▶ _Collected data_:
/*
This code is part of the shape_ingest geospatial library.
Created: 19/10/2026
Last Modified: 19/10/2026
License: MIT
*/
use super::GeometryError;
use crate::algorithms::{do_lines_cross, poly_in_poly, ring_is_simple};
use crate::structures::Polygon;

/// Checks that every ring is simple, that holes lie inside their shell
/// without crossing it or each other, and that member shells don't cross.
pub(crate) fn check(polygons: &[Polygon]) -> Result<(), GeometryError> {
    for (i, poly) in polygons.iter().enumerate() {
        let shell = poly.shell().points();
        if !ring_is_simple(shell) {
            return Err(invalid(format!(
                "self-intersection in the shell of polygon {} starting at {}",
                i, shell[0]
            )));
        }
        for (j, hole) in poly.holes().iter().enumerate() {
            let h = hole.points();
            if !ring_is_simple(h) {
                return Err(invalid(format!(
                    "self-intersection in hole {} of polygon {}",
                    j, i
                )));
            }
            if do_lines_cross(h, shell) {
                return Err(invalid(format!("hole {} crosses the shell of polygon {}", j, i)));
            }
            if !poly_in_poly(h, shell) {
                return Err(invalid(format!(
                    "hole {} lies outside the shell of polygon {}",
                    j, i
                )));
            }
            for (k, other) in poly.holes()[j + 1..].iter().enumerate() {
                let o = other.points();
                if do_lines_cross(h, o) || poly_in_poly(h, o) || poly_in_poly(o, h) {
                    return Err(invalid(format!(
                        "holes {} and {} of polygon {} overlap",
                        j,
                        j + 1 + k,
                        i
                    )));
                }
            }
        }
        for (k, other) in polygons[i + 1..].iter().enumerate() {
            if do_lines_cross(shell, other.shell().points()) {
                return Err(invalid(format!(
                    "polygons {} and {} overlap",
                    i,
                    i + 1 + k
                )));
            }
        }
    }
    Ok(())
}

fn invalid(msg: String) -> GeometryError {
    GeometryError::InvalidGeometry(msg)
}

#[cfg(test)]
mod test {
    use super::check;
    use crate::geometry::GeometryError;
    use crate::structures::{LinearRing, Point2D, Polygon};

    fn square(x: f64, y: f64, size: f64) -> LinearRing {
        LinearRing::new(vec![
            Point2D::new(x, y),
            Point2D::new(x + size, y),
            Point2D::new(x + size, y + size),
            Point2D::new(x, y + size),
            Point2D::new(x, y),
        ])
        .unwrap()
    }

    #[test]
    fn test_valid_polygon_with_holes() {
        let poly = Polygon::new(
            square(0f64, 0f64, 10f64),
            vec![square(1f64, 1f64, 2f64), square(5f64, 5f64, 2f64)],
        );
        assert!(check(&[poly]).is_ok());
    }

    #[test]
    fn test_hole_crossing_shell() {
        let poly = Polygon::new(square(0f64, 0f64, 10f64), vec![square(8f64, 8f64, 4f64)]);
        assert!(matches!(check(&[poly]), Err(GeometryError::InvalidGeometry(_))));
    }

    #[test]
    fn test_overlapping_holes() {
        let poly = Polygon::new(
            square(0f64, 0f64, 10f64),
            vec![square(1f64, 1f64, 4f64), square(2f64, 2f64, 1f64)],
        );
        assert!(matches!(check(&[poly]), Err(GeometryError::InvalidGeometry(_))));
    }

    #[test]
    fn test_crossing_members() {
        let a = Polygon::new(square(0f64, 0f64, 4f64), vec![]);
        let b = Polygon::new(square(2f64, 2f64, 4f64), vec![]);
        assert!(matches!(check(&[a, b]), Err(GeometryError::InvalidGeometry(_))));
    }
}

▶ _TASK REQUIREMENTS_: Would you please print every record exactly as written?

▶ _ANSWER BOX_:
/*
This code is part of the shape_ingest geospatial library.
Created: 19/10/2026
Last Modified: 19/10/2026
License: MIT
*/
use super::GeometryError;
use crate::algorithms::{do_lines_cross, poly_in_poly, ring_is_simple};
use crate::structures::Polygon;

/// Checks that every ring is simple, that holes lie inside their shell
/// without crossing it or each other, and that member shells don't cross.
pub(crate) fn check(polygons: &[Polygon]) -> Result<(), GeometryError> {
    for (i, poly) in polygons.iter().enumerate() {
        let shell = poly.shell().points();
        if !ring_is_simple(shell) {
            return Err(invalid(format!(
                "self-intersection in the shell of polygon {} starting at {}",
                i, shell[0]
            )));
        }
        for (j, hole) in poly.holes().iter().enumerate() {
            let h = hole.points();
            if !ring_is_simple(h) {
                return Err(invalid(format!(
                    "self-intersection in hole {} of polygon {}",
                    j, i
                )));
            }
            if do_lines_cross(h, shell) {
                return Err(invalid(format!("hole {} crosses the shell of polygon {}", j, i)));
            }
            if !poly_in_poly(h, shell) {
                return Err(invalid(format!(
                    "hole {} lies outside the shell of polygon {}",
                    j, i
                )));
            }
            for (k, other) in poly.holes()[j + 1..].iter().enumerate() {
                let o = other.points();
                if do_lines_cross(h, o) || poly_in_poly(h, o) || poly_in_poly(o, h) {
                    return Err(invalid(format!(
                        "holes {} and {} of polygon {} overlap",
                        j,
                        j + 1 + k,
                        i
                    )));
                }
            }
        }
        for (k, other) in polygons[i + 1..].iter().enumerate() {
            if do_lines_cross(shell, other.shell().points()) {
                return Err(invalid(format!(
                    "polygons {} and {} overlap",
                    i,
                    i + 1 + k
                )));
            }
        }
    }
    Ok(())
}

fn invalid(msg: String) -> GeometryError {
    GeometryError::InvalidGeometry(msg)
}

#[cfg(test)]
mod test {
    use super::check;
    use crate::geometry::GeometryError;
    use crate::structures::{LinearRing, Point2D, Polygon};

    fn square(x: f64, y: f64, size: f64) -> LinearRing {
        LinearRing::new(vec![
            Point2D::new(x, y),
            Point2D::new(x + size, y),
            Point2D::new(x + size, y + size),
            Point2D::new(x, y + size),
            Point2D::new(x, y),
        ])
        .unwrap()
    }

    #[test]
    fn test_valid_polygon_with_holes() {
        let poly = Polygon::new(
            square(0f64, 0f64, 10f64),
            vec![square(1f64, 1f64, 2f64), square(5f64, 5f64, 2f64)],
        );
        assert!(check(&[poly]).is_ok());
    }

    #[test]
    fn test_hole_crossing_shell() {
        let poly = Polygon::new(square(0f64, 0f64, 10f64), vec![square(8f64, 8f64, 4f64)]);
        assert!(matches!(check(&[poly]), Err(GeometryError::InvalidGeometry(_))));
    }

    #[test]
    fn test_overlapping_holes() {
        let poly = Polygon::new(
            square(0f64, 0f64, 10f64),
            vec![square(1f64, 1f64, 4f64), square(2f64, 2f64, 1f64)],
        );
        assert!(matches!(check(&[poly]), Err(GeometryError::InvalidGeometry(_))));
    }

    #[test]
    fn test_crossing_members() {
        let a = Polygon::new(square(0f64, 0f64, 4f64), vec![]);
        let b = Polygon::new(square(2f64, 2f64, 4f64), vec![]);
        assert!(matches!(check(&[a, b]), Err(GeometryError::InvalidGeometry(_))));
    }
}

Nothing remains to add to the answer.